An electricity cable is plugged into the mains at a home in southern England January 6, 2008.

Credit: Reuters/Luke MacGregor

LONDON | Wed Aug 22, 2012 4:56pm BST

LONDON (Reuters) - Cash-strapped British households face much bigger energy bills this winter after utility SSE announced a tariff increase of nearly 10 percent it blamed on higher commodity prices, network costs and regulation.

The announcement, the first among Britain's six largest power suppliers, came only a week after the Bank of England warned that rising energy and food prices would risk lifting inflation in the coming months.

More than 8 million households face a 9-percent increase in prices for gas and electricity supplied by SSE from October 15, about a year after a rise of some 15 percent.

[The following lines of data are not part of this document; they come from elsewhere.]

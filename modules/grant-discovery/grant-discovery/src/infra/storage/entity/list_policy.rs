use sea_orm::entity::prelude::*;

/// `template_ids` keeps its stored text; decoding happens in the repository.
#[derive(Clone, Debug, PartialEq, Eq, DeriveEntityModel)]
#[sea_orm(table_name = "list_policies")]
pub struct Model {
    #[sea_orm(primary_key, auto_increment = false)]
    pub id: i64,
    pub name: String,
    pub template_ids: String,
    pub active: bool,
}

#[derive(Copy, Clone, Debug, EnumIter, DeriveRelation)]
pub enum Relation {}

impl ActiveModelBehavior for ActiveModel {}
#![cfg_attr(coverage_nightly, feature(coverage_attribute))]
//! Grant Discovery SDK
//!
//! This crate provides the public contract for the `grant_discovery` module:
//!
//! - [`GrantDiscoveryClient`] - Public API trait for the job layer
//! - [`RunRequest`], [`RunOutcome`] - Completion input and signal
//! - [`PolicyTemplate`], [`Actor`], [`TargetDatabase`], [`TargetObject`],
//!   [`ListPolicy`], [`AccessGroup`], [`PolicyGrant`] - Catalog and output models
//! - [`IdSet`] - Decoder for the three id-set encodings used by list-policies
//! - [`snapshot`] - Snapshot payload types and the `schema.table[n]` key codec
//! - [`GrantDiscoveryError`] - Error types
//!
//! ## Usage
//!
//! ```ignore
//! use grant_discovery_sdk::{GrantDiscoveryClient, RunRequest};
//!
//! let outcome = client
//!     .complete(RunRequest::new("job-42", connection_id, payload))
//!     .await?;
//!
//! if outcome.success {
//!     tracing::info!(grants = outcome.grants_created, "discovery finished");
//! }
//! ```

pub mod api;
pub mod error;
pub mod id_set;
pub mod models;
pub mod snapshot;

pub use api::GrantDiscoveryClient;
pub use error::GrantDiscoveryError;
pub use id_set::{IdSet, IdSetError};
pub use models::{
    AccessGroup, Actor, GrantStatus, ListPolicy, NO_SCOPE, PolicyGrant, PolicyTemplate, Probe,
    RunOutcome, RunRequest, TargetDatabase, TargetObject,
};
pub use snapshot::{QueryKeyError, SnapshotEntry, SnapshotQueryKey, SnapshotStatus};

Other large utilities are expected to raise tariffs, adding to the burden on households already strapped by economic recession.

"We expect other suppliers to follow suit ahead of the peak winter period," said Tina Cook, analyst at Charles Stanley investment management company.

"Upward pressures on the cost of supply, which include non-commodity costs, make tariff increases necessary to protect supply margins in what remains a challenging operating environment."

Energy supplier E.ON promised not to raise tariffs until the end of the year, but Centrica, EDF Energy, RWE npower and Scottish Power are likely to make announcements on rate changes soon.

SSE said its customers on dual fuel deals paying by direct debit will fork out an extra 102 pounds per year from this winter, a rise it said was due to higher costs for distributing energy and government-imposed schemes and more expensive wholesale prices.

Around half of the cost of SSE's energy bills is determined by wholesale levels.

SSE, which said the price of gas has risen 14 percent since last winter, denied it was making excessive profit from its energy supply business.

Consumer advice group uSwitch urged customers to shop around for better deals and make use of energy efficiency offers that help reduce demand.

"Public service workers - many of whom have not had pay increases for nearly three years - may find that it is not just their pay that is frozen when they are struggling to heat their homes as a result of these outrageous increases," said Mike Jeram, head of business and environment at Unison trade union.

SSE promised not to increase prices again until the second half of 2013. It said tariffs would be reduced if possible.

The utility cut gas prices by 4.5 percent in March, after it had lifted the same prices by 18 percent and electricity prices by 11 percent in September 2011.